#### About this exercise:
Below are some entries. Count the lines where "false" appears and state only that number.

#### Saved data entries:

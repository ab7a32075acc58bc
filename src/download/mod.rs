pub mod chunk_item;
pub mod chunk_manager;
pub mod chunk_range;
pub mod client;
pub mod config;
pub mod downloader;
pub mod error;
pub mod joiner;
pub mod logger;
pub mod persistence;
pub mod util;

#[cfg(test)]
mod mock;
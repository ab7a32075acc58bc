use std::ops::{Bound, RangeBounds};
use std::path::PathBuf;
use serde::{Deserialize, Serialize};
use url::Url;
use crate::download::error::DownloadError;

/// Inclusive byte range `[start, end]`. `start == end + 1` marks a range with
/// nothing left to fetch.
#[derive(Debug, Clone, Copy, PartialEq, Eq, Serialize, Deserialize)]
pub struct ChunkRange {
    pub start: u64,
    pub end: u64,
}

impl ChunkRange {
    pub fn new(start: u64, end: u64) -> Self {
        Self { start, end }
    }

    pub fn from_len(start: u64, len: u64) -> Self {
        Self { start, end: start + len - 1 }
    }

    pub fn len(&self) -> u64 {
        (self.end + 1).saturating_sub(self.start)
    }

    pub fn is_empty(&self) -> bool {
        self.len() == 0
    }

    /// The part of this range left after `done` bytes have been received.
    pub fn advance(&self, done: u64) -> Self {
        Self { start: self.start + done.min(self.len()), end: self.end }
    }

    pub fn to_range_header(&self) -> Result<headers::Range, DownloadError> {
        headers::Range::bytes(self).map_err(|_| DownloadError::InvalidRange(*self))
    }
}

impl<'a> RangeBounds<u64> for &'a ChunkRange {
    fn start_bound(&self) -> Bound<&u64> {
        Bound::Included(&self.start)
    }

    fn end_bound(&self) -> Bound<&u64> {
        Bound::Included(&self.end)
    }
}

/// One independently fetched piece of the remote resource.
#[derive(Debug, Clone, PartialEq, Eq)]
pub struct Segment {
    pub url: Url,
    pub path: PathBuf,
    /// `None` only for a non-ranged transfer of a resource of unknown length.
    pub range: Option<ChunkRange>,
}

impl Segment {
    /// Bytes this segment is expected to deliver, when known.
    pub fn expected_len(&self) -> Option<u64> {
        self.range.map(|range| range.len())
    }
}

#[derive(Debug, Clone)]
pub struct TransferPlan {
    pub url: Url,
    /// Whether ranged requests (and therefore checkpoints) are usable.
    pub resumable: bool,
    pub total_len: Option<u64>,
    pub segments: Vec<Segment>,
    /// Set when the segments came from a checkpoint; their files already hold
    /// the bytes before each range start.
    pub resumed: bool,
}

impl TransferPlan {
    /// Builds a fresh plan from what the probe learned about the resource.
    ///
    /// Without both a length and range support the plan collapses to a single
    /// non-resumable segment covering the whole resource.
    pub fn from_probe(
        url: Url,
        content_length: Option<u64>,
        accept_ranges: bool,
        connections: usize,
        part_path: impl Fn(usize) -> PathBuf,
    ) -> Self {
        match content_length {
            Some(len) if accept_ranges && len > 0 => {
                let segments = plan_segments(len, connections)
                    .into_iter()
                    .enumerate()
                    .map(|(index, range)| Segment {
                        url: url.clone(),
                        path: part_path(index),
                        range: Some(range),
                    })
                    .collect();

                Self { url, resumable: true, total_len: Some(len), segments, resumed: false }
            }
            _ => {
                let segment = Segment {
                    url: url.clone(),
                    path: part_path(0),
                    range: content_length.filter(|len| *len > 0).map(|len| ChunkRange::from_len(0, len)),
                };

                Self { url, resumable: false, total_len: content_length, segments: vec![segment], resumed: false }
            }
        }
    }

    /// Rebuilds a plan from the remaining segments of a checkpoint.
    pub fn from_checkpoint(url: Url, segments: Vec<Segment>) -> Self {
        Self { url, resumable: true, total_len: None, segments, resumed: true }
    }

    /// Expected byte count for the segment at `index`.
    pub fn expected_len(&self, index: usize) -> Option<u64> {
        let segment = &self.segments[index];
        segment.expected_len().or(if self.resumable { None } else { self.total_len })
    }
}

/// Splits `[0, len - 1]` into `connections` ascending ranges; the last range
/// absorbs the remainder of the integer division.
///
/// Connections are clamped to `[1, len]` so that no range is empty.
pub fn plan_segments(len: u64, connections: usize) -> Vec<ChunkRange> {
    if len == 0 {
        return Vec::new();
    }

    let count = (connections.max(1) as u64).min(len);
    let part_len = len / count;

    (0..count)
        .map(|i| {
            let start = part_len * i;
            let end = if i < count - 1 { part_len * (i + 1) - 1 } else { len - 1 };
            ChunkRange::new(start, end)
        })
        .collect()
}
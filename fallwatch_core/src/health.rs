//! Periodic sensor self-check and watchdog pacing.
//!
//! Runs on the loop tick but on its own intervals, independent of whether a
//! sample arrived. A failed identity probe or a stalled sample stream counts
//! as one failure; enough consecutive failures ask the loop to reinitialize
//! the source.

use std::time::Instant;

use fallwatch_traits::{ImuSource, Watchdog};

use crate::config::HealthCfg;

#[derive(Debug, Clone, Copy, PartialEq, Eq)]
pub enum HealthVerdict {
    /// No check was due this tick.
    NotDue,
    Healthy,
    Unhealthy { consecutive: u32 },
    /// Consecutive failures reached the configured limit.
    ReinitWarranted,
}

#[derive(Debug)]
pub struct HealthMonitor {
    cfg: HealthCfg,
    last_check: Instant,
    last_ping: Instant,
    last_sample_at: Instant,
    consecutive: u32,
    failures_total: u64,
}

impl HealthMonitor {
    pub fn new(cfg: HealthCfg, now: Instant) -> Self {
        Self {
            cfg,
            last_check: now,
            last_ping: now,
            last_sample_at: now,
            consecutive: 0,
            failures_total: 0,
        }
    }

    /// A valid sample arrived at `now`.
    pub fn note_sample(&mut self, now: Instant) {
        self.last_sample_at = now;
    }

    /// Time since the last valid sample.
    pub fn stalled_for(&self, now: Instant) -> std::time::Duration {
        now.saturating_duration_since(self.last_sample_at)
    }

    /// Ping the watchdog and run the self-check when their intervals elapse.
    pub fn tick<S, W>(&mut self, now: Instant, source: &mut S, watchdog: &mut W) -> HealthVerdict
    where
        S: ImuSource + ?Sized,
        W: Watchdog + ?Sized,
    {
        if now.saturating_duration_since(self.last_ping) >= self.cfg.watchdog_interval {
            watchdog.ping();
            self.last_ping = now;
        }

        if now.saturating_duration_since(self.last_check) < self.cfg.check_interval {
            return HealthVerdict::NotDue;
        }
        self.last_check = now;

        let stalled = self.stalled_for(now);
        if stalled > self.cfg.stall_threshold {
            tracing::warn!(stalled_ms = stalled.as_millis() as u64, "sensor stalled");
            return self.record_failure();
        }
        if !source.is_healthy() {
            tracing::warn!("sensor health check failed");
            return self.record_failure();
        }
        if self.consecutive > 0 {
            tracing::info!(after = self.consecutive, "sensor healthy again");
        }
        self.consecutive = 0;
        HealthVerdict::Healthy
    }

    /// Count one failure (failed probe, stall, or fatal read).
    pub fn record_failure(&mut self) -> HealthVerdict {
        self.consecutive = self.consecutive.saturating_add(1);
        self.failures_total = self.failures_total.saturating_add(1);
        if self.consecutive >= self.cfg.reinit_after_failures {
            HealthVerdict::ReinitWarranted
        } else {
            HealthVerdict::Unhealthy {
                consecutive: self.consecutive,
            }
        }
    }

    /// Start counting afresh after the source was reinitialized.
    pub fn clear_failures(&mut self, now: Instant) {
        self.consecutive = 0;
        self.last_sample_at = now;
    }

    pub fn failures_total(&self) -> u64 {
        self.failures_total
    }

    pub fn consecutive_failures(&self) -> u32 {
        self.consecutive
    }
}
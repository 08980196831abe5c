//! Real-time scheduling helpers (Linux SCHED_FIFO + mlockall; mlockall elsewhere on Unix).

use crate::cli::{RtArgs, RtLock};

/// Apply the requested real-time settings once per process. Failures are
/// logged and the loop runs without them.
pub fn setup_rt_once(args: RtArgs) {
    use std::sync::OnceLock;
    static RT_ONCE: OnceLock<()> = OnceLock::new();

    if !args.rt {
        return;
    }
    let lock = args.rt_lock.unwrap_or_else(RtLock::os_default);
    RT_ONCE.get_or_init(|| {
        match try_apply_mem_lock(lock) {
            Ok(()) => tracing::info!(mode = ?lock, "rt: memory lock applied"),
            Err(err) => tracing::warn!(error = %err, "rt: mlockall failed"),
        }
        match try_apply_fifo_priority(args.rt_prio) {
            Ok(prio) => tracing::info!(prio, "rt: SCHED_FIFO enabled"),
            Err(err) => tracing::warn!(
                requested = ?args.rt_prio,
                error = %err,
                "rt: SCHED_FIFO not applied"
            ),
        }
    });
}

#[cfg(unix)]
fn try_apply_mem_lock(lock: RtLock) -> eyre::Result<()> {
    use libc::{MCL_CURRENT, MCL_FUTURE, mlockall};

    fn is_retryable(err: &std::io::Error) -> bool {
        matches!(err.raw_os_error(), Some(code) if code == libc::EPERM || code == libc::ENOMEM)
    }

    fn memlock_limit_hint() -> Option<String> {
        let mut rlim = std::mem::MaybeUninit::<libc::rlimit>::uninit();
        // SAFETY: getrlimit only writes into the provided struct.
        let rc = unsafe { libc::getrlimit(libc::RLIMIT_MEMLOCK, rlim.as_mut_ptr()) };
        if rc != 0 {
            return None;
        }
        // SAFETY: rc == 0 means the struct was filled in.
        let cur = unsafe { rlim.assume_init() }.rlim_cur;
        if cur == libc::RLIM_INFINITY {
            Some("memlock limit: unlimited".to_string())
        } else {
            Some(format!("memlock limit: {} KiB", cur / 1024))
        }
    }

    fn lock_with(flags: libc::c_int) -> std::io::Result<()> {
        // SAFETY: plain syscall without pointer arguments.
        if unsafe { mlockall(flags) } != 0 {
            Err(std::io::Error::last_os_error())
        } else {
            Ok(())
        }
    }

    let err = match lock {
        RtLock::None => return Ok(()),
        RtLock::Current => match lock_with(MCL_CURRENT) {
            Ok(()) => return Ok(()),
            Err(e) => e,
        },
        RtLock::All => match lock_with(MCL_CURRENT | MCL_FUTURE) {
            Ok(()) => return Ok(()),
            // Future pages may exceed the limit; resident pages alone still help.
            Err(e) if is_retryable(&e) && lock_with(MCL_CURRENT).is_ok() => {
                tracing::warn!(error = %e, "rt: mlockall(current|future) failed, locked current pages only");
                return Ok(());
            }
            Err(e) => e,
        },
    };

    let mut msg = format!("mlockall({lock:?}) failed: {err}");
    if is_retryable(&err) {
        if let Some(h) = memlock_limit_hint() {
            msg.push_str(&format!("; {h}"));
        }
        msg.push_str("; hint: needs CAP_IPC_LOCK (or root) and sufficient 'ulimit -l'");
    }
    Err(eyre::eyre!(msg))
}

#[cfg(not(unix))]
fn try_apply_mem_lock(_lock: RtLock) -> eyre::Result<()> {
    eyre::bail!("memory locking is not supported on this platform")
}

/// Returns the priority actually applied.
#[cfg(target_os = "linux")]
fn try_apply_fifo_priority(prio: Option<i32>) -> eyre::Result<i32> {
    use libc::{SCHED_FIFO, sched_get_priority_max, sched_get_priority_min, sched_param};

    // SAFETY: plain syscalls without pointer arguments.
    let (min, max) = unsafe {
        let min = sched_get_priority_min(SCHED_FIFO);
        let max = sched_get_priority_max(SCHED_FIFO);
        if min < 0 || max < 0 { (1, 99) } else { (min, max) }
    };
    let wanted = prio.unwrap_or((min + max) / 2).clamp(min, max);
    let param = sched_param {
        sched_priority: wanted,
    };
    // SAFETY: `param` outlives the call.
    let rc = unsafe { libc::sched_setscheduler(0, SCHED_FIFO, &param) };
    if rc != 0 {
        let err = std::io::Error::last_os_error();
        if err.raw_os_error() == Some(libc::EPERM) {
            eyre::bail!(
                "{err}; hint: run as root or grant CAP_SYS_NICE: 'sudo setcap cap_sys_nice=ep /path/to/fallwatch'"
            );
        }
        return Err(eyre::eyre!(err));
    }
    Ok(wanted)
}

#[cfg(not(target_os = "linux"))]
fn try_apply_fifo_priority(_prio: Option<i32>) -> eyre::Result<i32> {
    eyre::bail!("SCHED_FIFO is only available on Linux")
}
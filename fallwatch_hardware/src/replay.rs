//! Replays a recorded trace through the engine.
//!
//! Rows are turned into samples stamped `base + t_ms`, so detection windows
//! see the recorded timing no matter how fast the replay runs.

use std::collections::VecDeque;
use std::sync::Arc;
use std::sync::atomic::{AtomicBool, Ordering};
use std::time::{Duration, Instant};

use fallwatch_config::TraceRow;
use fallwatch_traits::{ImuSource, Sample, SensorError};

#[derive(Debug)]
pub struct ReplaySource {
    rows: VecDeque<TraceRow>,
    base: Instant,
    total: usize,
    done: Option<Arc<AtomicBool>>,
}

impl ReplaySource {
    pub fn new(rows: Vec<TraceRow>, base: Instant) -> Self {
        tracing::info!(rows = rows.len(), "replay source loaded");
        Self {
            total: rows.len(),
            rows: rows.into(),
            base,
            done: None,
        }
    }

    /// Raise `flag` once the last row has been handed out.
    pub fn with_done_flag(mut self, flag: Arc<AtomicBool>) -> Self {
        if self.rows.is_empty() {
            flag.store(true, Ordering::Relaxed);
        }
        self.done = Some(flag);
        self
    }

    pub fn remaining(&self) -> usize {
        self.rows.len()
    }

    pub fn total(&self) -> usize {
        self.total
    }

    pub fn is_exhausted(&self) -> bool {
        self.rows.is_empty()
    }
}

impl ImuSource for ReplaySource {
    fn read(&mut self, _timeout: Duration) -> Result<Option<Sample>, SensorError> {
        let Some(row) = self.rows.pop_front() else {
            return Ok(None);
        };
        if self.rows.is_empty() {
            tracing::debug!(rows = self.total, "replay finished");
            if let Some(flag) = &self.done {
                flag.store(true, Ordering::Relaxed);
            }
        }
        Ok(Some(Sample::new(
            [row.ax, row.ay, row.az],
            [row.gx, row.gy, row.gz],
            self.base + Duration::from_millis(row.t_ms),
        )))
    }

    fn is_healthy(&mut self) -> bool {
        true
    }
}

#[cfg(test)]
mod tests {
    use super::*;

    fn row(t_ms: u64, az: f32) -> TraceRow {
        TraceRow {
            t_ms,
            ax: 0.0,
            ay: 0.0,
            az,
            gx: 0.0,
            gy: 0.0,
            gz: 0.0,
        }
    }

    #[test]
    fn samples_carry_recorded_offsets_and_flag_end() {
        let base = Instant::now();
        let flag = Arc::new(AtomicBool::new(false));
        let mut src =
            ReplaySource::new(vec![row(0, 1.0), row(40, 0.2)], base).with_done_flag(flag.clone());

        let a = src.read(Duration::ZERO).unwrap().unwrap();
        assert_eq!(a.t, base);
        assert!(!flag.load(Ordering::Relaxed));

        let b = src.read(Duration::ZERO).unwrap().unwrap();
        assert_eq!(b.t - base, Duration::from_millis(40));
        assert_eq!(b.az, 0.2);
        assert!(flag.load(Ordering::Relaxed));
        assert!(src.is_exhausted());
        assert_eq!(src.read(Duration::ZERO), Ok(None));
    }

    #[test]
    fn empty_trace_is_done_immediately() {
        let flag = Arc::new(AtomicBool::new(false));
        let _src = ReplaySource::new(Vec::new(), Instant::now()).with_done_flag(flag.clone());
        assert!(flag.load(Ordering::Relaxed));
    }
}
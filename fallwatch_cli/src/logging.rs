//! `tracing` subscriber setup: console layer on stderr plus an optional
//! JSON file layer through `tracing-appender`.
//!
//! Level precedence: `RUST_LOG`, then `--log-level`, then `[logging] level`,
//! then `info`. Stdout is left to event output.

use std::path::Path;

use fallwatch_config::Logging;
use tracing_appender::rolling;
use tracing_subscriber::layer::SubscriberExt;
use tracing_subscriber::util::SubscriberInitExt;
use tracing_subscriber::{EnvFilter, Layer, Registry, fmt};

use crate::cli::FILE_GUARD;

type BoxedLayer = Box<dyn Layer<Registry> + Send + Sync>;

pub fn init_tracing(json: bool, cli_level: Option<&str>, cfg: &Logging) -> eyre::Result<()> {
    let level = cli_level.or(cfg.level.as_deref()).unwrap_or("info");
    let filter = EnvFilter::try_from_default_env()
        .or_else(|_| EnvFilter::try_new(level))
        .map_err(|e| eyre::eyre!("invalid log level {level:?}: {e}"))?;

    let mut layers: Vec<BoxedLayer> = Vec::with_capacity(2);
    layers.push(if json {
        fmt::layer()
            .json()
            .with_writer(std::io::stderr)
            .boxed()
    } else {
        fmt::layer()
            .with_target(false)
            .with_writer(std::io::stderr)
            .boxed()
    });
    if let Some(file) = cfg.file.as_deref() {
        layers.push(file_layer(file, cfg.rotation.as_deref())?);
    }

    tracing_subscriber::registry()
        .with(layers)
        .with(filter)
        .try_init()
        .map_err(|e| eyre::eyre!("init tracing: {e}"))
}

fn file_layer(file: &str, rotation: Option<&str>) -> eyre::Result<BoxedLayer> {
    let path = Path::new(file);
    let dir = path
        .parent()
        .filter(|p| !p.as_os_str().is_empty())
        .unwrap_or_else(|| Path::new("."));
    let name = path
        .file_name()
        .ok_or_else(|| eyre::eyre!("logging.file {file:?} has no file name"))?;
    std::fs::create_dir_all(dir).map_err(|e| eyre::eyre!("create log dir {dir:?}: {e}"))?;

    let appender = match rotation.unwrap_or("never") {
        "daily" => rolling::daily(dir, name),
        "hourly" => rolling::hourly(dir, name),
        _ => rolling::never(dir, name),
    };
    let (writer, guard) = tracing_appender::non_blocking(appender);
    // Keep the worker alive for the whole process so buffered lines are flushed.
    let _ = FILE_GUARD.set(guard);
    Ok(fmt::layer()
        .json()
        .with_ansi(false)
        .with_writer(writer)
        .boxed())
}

#### Response area:
6